Apple has a Mac problem, and not in the way that you think.

Tom wearing an Apple Store t-shirt

Photographed, a very smug Tom in an Apple Store t-shirt. Tom has never worked for Apple.

When Apple announced their transition to Apple Silicon for the Mac, I was genuinely excited.

The premise of essentially having an iPad in a Mac enclosure; great battery life (both in process, and when asleep), instant on, rock-solid performance. What I didn't expect was Apple to deliver this promise to the point where I think Apple genuinely has a problem: they've completed the MacBook.

I think other outlets have articulated this well, perhaps none better than Snazzy Labs. The MacBook Air M4 balances performance, battery-life, and price, perfectly.

Performance

This thing absolute rips at basic tasks. We're currently playing The Sims 4 with 10 game packs and/or expansions on Ultra settings at a frame-locked 60fps. I've only frame-locked to prevent the bottom of the laptop becoming untouchable, it never throttles at 60fps and even manages great on battery.

Battery life

A screenshot of the MacBook's battery life report, showing it has barely breached 50% of energy usage over the previous 10 days, even with 6 hours of screen-on time

Call me controversial, but I think you should be able to close your laptop lid and expect to be able to open it a day later and resume where you left off.
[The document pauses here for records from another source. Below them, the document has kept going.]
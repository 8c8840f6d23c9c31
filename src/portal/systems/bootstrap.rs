use bevy::prelude::*;

use crate::portal::pair_state::{ActivePortalPair, PortalPair};

/// Adopt the world's portal pair entity, or create an empty one if none was loaded.
pub fn init_portal_pair(mut commands: Commands, pairs: Query<Entity, With<ActivePortalPair>>) {
    let mut existing = pairs.iter();
    let entity = match existing.next() {
        Some(entity) => {
            let extra = existing.count();
            if extra > 0 {
                warn!("Found {extra} extra portal pair entities; using {entity}");
            }
            debug!("Adopted portal pair state on {entity}");
            entity
        }
        None => {
            let entity = commands
                .spawn((Name::new("Active Portal Pair"), ActivePortalPair::default()))
                .id();
            info!("Created portal pair state on {entity}");
            entity
        }
    };
    commands.insert_resource(PortalPair(entity));
}
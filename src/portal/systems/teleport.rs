use bevy::prelude::*;

use crate::portal::components::PortalTraveler;
use crate::portal::messages::{PlayerMoved, TeleportPlayer};
use crate::portal::pair_state::{ActivePortalPair, PortalPair};
use crate::portal::settings::PortalSettings;

/// Round to the nearest integer with halves going up (`-0.5` rounds to `0`).
///
/// Summed in `f64` so the `+ 0.5` is exact for every `f32` input.
fn round_half_up(value: f64) -> i32 {
    (value + 0.5).floor() as i32
}

/// Block coordinate directly beneath a body at `position`.
pub fn block_beneath(position: Vec3) -> IVec3 {
    IVec3::new(
        round_half_up(f64::from(position.x)),
        round_half_up(f64::from(position.y) - 1.0),
        round_half_up(f64::from(position.z)),
    )
}

/// Report every traveler whose transform changed this tick.
pub fn track_player_movement(
    moved: Query<Entity, (With<PortalTraveler>, Changed<Transform>)>,
    mut writer: MessageWriter<PlayerMoved>,
) {
    for player in &moved {
        writer.write(PlayerMoved { player });
    }
}

/// Send players standing on a linked endpoint to the other endpoint.
pub fn teleport_on_portal(
    mut moves: MessageReader<PlayerMoved>,
    mut teleports: MessageWriter<TeleportPlayer>,
    settings: Res<PortalSettings>,
    handle: Res<PortalPair>,
    pairs: Query<&ActivePortalPair>,
    bodies: Query<&Transform>,
) {
    let Ok(pair) = pairs.get(handle.entity()) else {
        return;
    };
    if !pair.is_linked() {
        moves.clear();
        return;
    }
    for moved in moves.read() {
        let Ok(transform) = bodies.get(moved.player) else {
            continue;
        };
        let beneath = block_beneath(transform.translation);
        let Some(target) = pair.destination_from(beneath, settings.teleport_offset) else {
            continue;
        };
        debug!("Teleporting {} from {beneath} to {target}", moved.player);
        teleports.write(TeleportPlayer {
            player: moved.player,
            destination: target.as_vec3(),
        });
    }
}

/// Move players to their teleport destinations.
pub fn apply_teleports(
    mut teleports: MessageReader<TeleportPlayer>,
    mut bodies: Query<&mut Transform>,
) {
    for teleport in teleports.read() {
        if let Ok(mut transform) = bodies.get_mut(teleport.player) {
            transform.translation = teleport.destination;
        }
    }
}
Having instant-on is perk enough, but having instant-on and the laptop not die overnight is perfection.

Price

At £899 on sale (in a rather fetching Sky Blue colour), it was an absolute no brainer.

So, how is this a problem for Apple?

If you can buy a Mac this good, which should easily (and hopefully) last 5-6 years, Apple's got a problem.

Perhaps that's naive, because Apple makes nearly-most of its money through Services, and the Mac makes up a very small percentage of total revenue... perhaps we're all just living in Tim's world.